I wonder what it would be like to be a slice of cheese.
Just walked past a girl wearing nothing but flip flops and an oversized sweatshirt crying by the front gates eating pizza. i just found your soulmate.
Left for charity run at 5AM. Saw a pigeon eating last night's vomit and a pair of shame-walkers in high heels. Nature at it's finest.
there is laundry and salad ALL OVER my car, i need context
I have a question: does pizza dipped in chili sound good or am I just really high?
Found out it was only pneumonia. We celebrated hydrocodone cough syrup. Two long island ice teas at lunch and the random white powder we found in her purse.

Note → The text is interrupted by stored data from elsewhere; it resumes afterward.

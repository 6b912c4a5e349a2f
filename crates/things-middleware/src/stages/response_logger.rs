//! Response logging after hook.

use crate::context::MiddlewareContext;
use crate::middleware::{BoxFuture, Middleware};
use serde_json::Value;
use things_core::{ApiResponse, HandlerError, RequestId};
use things_telemetry::logging::fields;
use tracing::{info, warn};

/// Logs the status code and body of the attached response.
///
/// The body is logged as parsed JSON when possible and as the raw string
/// otherwise. This hook never fails.
#[derive(Debug, Clone, Copy, Default)]
pub struct ResponseLogger;

impl ResponseLogger {
    /// Creates the hook.
    #[must_use]
    pub const fn new() -> Self {
        Self
    }

    /// Parses a response body for logging.
    ///
    /// A missing or empty body is `Null`; a body that is not JSON is kept as
    /// a string.
    #[must_use]
    pub fn parse_body(body: Option<&str>) -> Value {
        match body {
            None | Some("") => Value::Null,
            Some(raw) => serde_json::from_str(raw).unwrap_or_else(|e| {
                warn!({ fields::ERROR } = %e, { fields::BODY } = raw, "Failed to parse response body as JSON");
                Value::String(raw.to_string())
            }),
        }
    }

    fn log(request_id: RequestId, response: &ApiResponse) {
        let body = Self::parse_body(response.body.as_deref());
        info!(
            { fields::REQUEST_ID } = %request_id,
            { fields::STATUS_CODE } = response.status_code,
            { fields::BODY } = %body,
            "Response"
        );
    }
}

impl Middleware for ResponseLogger {
    fn name(&self) -> &'static str {
        "response_logger"
    }

    fn process<'a>(&'a self, ctx: &'a mut MiddlewareContext) -> BoxFuture<'a, Result<(), HandlerError>> {
        Box::pin(async move {
            match ctx.response() {
                Some(response) => Self::log(ctx.request_id(), response),
                None => warn!({ fields::REQUEST_ID } = %ctx.request_id(), "Response object is missing"),
            }
            Ok(())
        })
    }
}
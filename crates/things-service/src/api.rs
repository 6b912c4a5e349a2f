//! Wiring of the handlers into pipelines.

use crate::handlers::{CreateThing, DeleteThing, GetThing, UpdateThing};
use crate::repository::ThingRepository;
use std::sync::Arc;
use things_core::{ActorId, ApiEvent, ApiResponse, InvocationContext};
use things_middleware::{stages, InvocationFailure, Pipeline};
use things_store::{DatabaseTarget, StatementExecutor};

/// The four operations of the Things API.
#[derive(Debug, Clone, Copy, PartialEq, Eq, Hash)]
pub enum Operation {
    /// Create a Thing.
    Create,
    /// Fetch one Thing or list all of them.
    Get,
    /// Update a Thing.
    Update,
    /// Delete a Thing.
    Delete,
}

impl Operation {
    /// Every operation.
    pub const ALL: [Self; 4] = [Self::Create, Self::Get, Self::Update, Self::Delete];

    /// Returns the function name reported in invocation contexts and logs.
    #[must_use]
    pub const fn function_name(self) -> &'static str {
        match self {
            Self::Create => "create-thing",
            Self::Get => "get-thing",
            Self::Update => "update-thing",
            Self::Delete => "delete-thing",
        }
    }
}

impl std::fmt::Display for Operation {
    fn fmt(&self, f: &mut std::fmt::Formatter<'_>) -> std::fmt::Result {
        f.write_str(self.function_name())
    }
}

/// Every handler wrapped with the standard pipeline, sharing one executor.
///
/// # Example
///
/// ```
/// use std::sync::Arc;
/// use things_core::ActorId;
/// use things_service::{Operation, ThingsApi};
/// use things_store::{mock::MockExecutor, DatabaseTarget};
///
/// let api = ThingsApi::new(Arc::new(MockExecutor::new()), DatabaseTarget::default(), ActorId::placeholder());
/// assert_eq!(api.pipeline(Operation::Get).interceptor_name(), Some("error_handler"));
/// ```
#[derive(Debug)]
pub struct ThingsApi {
    create: Pipeline,
    get: Pipeline,
    update: Pipeline,
    delete: Pipeline,
}

impl ThingsApi {
    /// Builds the pipelines.
    pub fn new(executor: Arc<dyn StatementExecutor>, target: DatabaseTarget, actor: ActorId) -> Self {
        let repository = ThingRepository::new(executor, target);

        Self {
            create: stages::standard(CreateThing::new(repository.clone(), actor.clone())),
            get: stages::standard(GetThing::new(repository.clone())),
            update: stages::standard(UpdateThing::new(repository.clone(), actor)),
            delete: stages::standard(DeleteThing::new(repository)),
        }
    }

    /// Returns the pipeline for `operation`.
    #[must_use]
    pub fn pipeline(&self, operation: Operation) -> &Pipeline {
        match operation {
            Operation::Create => &self.create,
            Operation::Get => &self.get,
            Operation::Update => &self.update,
            Operation::Delete => &self.delete,
        }
    }

    /// Runs `event` through the pipeline for `operation`.
    ///
    /// The invocation carries the event's request id when it is a UUID and
    /// a fresh one otherwise.
    pub async fn invoke(&self, operation: Operation, event: ApiEvent) -> Result<ApiResponse, InvocationFailure> {
        let invocation = invocation_for(operation, &event);
        self.pipeline(operation).invoke(event, invocation).await
    }
}

fn invocation_for(operation: Operation, event: &ApiEvent) -> InvocationContext {
    let invocation = InvocationContext::new(operation.function_name());
    match event.request_id() {
        Some(request_id) => invocation.with_request_id(request_id),
        None => invocation,
    }
}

Mother of the year award.
It summer and it's getting a lot harder to hide sex bruises from my parents.
First world problems?
I understand that just don't try to seduce me while making frozen pizza again.
it's finals week and we've been blasting country porch drinkin since 10AM. there's been like 4 tweets about hearin us on the other side of campus
I biked home blackout drunk last night, but I have some memory of throwing my bike in a rage when I couldnt get it down the stairs. No idea on the bright orange puke in the sink.
I still judge her for aggressively trying to get coke from my date but pretty cool that she's a black belt
Seriously my new passion in life is the girth of his penis
if you go to jail tonight, call call me. i wanna get out of work
Today has been hell. Also I saw a dead man's penis. It's safe to say I will be getting very drunk tonight.
I need to start dating older women. We tried sexting and she used more emojis than actual words. It was so bad that I did the math...her messages were 54% emoji. No one should make me feel this old when I'm only 28.